LA MIRADA CONSCIENTE

LA MIRADA DEL CONSCIENTE.
El mundo es una mirada. Según mires así ves. Existen tantos mundos como miradas. Incluso se  puede “mirar hacía otro lado”, “apartar la mirada” o pedirte “que no me mires así”.
Quién y desde dónde se mira es la clave.
QUIÉN: No siempre mira el mismo. Tenemos que saber que la mente y el corazón pueden “mirar” y que la mente tiende a monopolizar la mirada de una manera tan potente que a veces el corazón deja de mirar porque no le deja la mente.
COMO: Hay muchos tipos de miradas.  La del corazón.
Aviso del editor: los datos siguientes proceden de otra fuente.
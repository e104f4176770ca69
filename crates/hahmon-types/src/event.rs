//! Inbound activity messages.
//!
//! Publishers emit messages on topics shaped `<namespace>/<host>/<rest...>`
//! with a payload whose first comma- or whitespace-delimited field is the
//! Unix timestamp claimed by the publisher. For example:
//!
//! ```text
//! topic:   home_automation/sodus/master_bedroom/temp_humidity
//! payload: 1553831160, 72.50, 30.98
//! ```
//!
//! parses to host `sodus`, topic `/master_bedroom/temp_humidity` and a
//! claimed timestamp of `1553831160`.

use serde::{Deserialize, Serialize};

/// Errors produced while parsing an inbound message.
#[derive(Debug, Clone, PartialEq, Eq, thiserror::Error)]
pub enum ParseError {
    /// The topic has no second segment naming the host.
    #[error("topic {topic:?} does not name a host")]
    MissingHost {
        /// The offending topic.
        topic: String,
    },

    /// A monitor line carried a topic but no payload.
    #[error("message on {topic:?} has no payload")]
    MissingPayload {
        /// The topic of the message.
        topic: String,
    },

    /// The payload is empty.
    #[error("payload carries no timestamp")]
    MissingTimestamp,

    /// The first payload field is not an integer.
    #[error("invalid timestamp {field:?} in payload: {reason}")]
    InvalidTimestamp {
        /// The field that failed to parse.
        field: String,
        /// Why the field was rejected.
        reason: String,
    },
}

/// One parsed activity report.
#[derive(Debug, Clone, PartialEq, Eq, Serialize, Deserialize)]
pub struct ActivityEvent {
    /// Host that published the message.
    pub host: String,
    /// Remainder of the topic after the host, with a leading `/`.
    /// `None` when the topic ends at the host segment.
    pub topic: Option<String>,
    /// Timestamp claimed by the publisher. Informational only.
    pub claimed_at: i64,
}

impl ActivityEvent {
    /// Parse a message from its topic and payload.
    ///
    /// # Errors
    ///
    /// Returns [`ParseError`] if the topic does not name a host or the payload
    /// does not start with an integer timestamp.
    pub fn parse(topic: &str, payload: &str) -> Result<Self, ParseError> {
        let (host, rest) = split_topic(topic)?;
        let claimed_at = parse_timestamp(payload)?;
        Ok(Self {
            host: host.to_owned(),
            topic: rest,
            claimed_at,
        })
    }

    /// Parse one line as printed by `mosquitto_sub -v`: the topic, a space,
    /// then the payload.
    ///
    /// # Errors
    ///
    /// Returns [`ParseError::MissingPayload`] if the line has no payload,
    /// otherwise the errors of [`ActivityEvent::parse`].
    pub fn parse_line(line: &str) -> Result<Self, ParseError> {
        let line = line.trim();
        match line.split_once(char::is_whitespace) {
            Some((topic, payload)) => Self::parse(topic, payload),
            None => Err(ParseError::MissingPayload {
                topic: line.to_owned(),
            }),
        }
    }
}

/// Split a topic into its host segment and the reassembled remainder.
fn split_topic(topic: &str) -> Result<(&str, Option<String>), ParseError> {
    let mut segments = topic.split('/');
    let _namespace = segments.next();
    let host = segments
        .next()
        .filter(|host| !host.is_empty())
        .ok_or_else(|| ParseError::MissingHost {
            topic: topic.to_owned(),
        })?;

    let rest: Vec<&str> = segments.collect();
    if rest.iter().all(|segment| segment.is_empty()) {
        return Ok((host, None));
    }

    let mut joined = String::with_capacity(topic.len());
    for segment in rest {
        joined.push('/');
        joined.push_str(segment);
    }
    Ok((host, Some(joined)))
}

/// Read the leading timestamp field of a payload.
fn parse_timestamp(payload: &str) -> Result<i64, ParseError> {
    let field = payload
        .split(|c: char| c == ',' || c.is_whitespace())
        .find(|field| !field.is_empty())
        .ok_or(ParseError::MissingTimestamp)?;
    field
        .parse()
        .map_err(|e: std::num::ParseIntError| ParseError::InvalidTimestamp {
            field: field.to_owned(),
            reason: e.to_string(),
        })
}

#[cfg(test)]
#[allow(clippy::unwrap_used)]
mod tests {
    use super::*;

    #[test]
    fn parses_sensor_message() {
        let event = ActivityEvent::parse(
            "home_automation/sodus/master_bedroom/temp_humidity",
            "1553884981, 70.95, 29.16",
        )
        .unwrap();
        assert_eq!(event.host, "sodus");
        assert_eq!(event.topic.as_deref(), Some("/master_bedroom/temp_humidity"));
        assert_eq!(event.claimed_at, 1_553_884_981);
    }

    #[test]
    fn keeps_every_remaining_segment() {
        let event = ActivityEvent::parse("ha/oak/roamer/outside/temp", "1 2").unwrap();
        assert_eq!(event.topic.as_deref(), Some("/roamer/outside/temp"));
    }

    #[test]
    fn topic_ending_at_host_has_no_sub_topic() {
        let event = ActivityEvent::parse("ha/oak", "1536080280").unwrap();
        assert_eq!(event.host, "oak");
        assert_eq!(event.topic, None);

        let trailing = ActivityEvent::parse("ha/oak/", "1536080280").unwrap();
        assert_eq!(trailing.topic, None);
    }

    #[test]
    fn topic_without_host_is_rejected() {
        assert_eq!(
            ActivityEvent::parse("home_automation", "1"),
            Err(ParseError::MissingHost {
                topic: "home_automation".to_owned()
            })
        );
        assert!(matches!(
            ActivityEvent::parse("ha//x", "1"),
            Err(ParseError::MissingHost { .. })
        ));
    }

    #[test]
    fn payload_must_start_with_integer() {
        assert_eq!(
            ActivityEvent::parse("ha/oak/x", "   "),
            Err(ParseError::MissingTimestamp)
        );
        assert!(matches!(
            ActivityEvent::parse("ha/oak/x", "72.5, 1553884981"),
            Err(ParseError::InvalidTimestamp { field, .. }) if field == "72.5"
        ));
    }

    #[test]
    fn timestamp_may_be_followed_by_text() {
        let event = ActivityEvent::parse("ha/oak/x", "1553884981 on").unwrap();
        assert_eq!(event.claimed_at, 1_553_884_981);
    }

    #[test]
    fn parses_monitor_line() {
        let event = ActivityEvent::parse_line(
            "home_automation/brandywine/roamer/outside_temp_humidity 1553831160, 47.54, 76.44\n",
        )
        .unwrap();
        assert_eq!(event.host, "brandywine");
        assert_eq!(event.topic.as_deref(), Some("/roamer/outside_temp_humidity"));
        assert_eq!(event.claimed_at, 1_553_831_160);
    }

    #[test]
    fn monitor_line_without_payload_is_rejected() {
        assert!(matches!(
            ActivityEvent::parse_line("home_automation/oak/x"),
            Err(ParseError::MissingPayload { .. })
        ));
    }
}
Y luego todas las muchas miradas que podemos realizar desde la mente, tantas como sentimientos somos capaces de generar. La mirada picarona, del curioso, miradas que matan, inteligente,  de pasmao, de sorprendido,  de ira, de angustia, de miedo…
Ser consciente en  la mirada es anticiparse al mecanismo automatizado que el sentimiento genera para poder rectificar y en vez reaccionar, responder y adecuar la mirada al momento presente, volviendoca tomar desde el centro la gestión emocional y con ello retomando la mirada desde el corazón pese a que la mente y la emoción estaban dispuestas a generar una mirada del sentimiento automáticamente creado.
Las miradas de los hombres y mujeres conscientes son miradas desde el corazón. Rectificada la primera intención de la mirada automatizada de la mente saben modular sus sentimientos pues son conscientes de ellos.
Los mensajes que manda el cuerpo anticipatorios de las emociones que se están generando son el primer punto al que prestar atención y son, en su total mayoría, los que pasan inadvertidos para todos cuando se generan, pues no somos conscientes de ellos.
Atiende tu cuerpo. Prestale atención. Estudialo. Contemplalo. Es el primer paso junto con la respiración consciente de lograr una mirada consciente.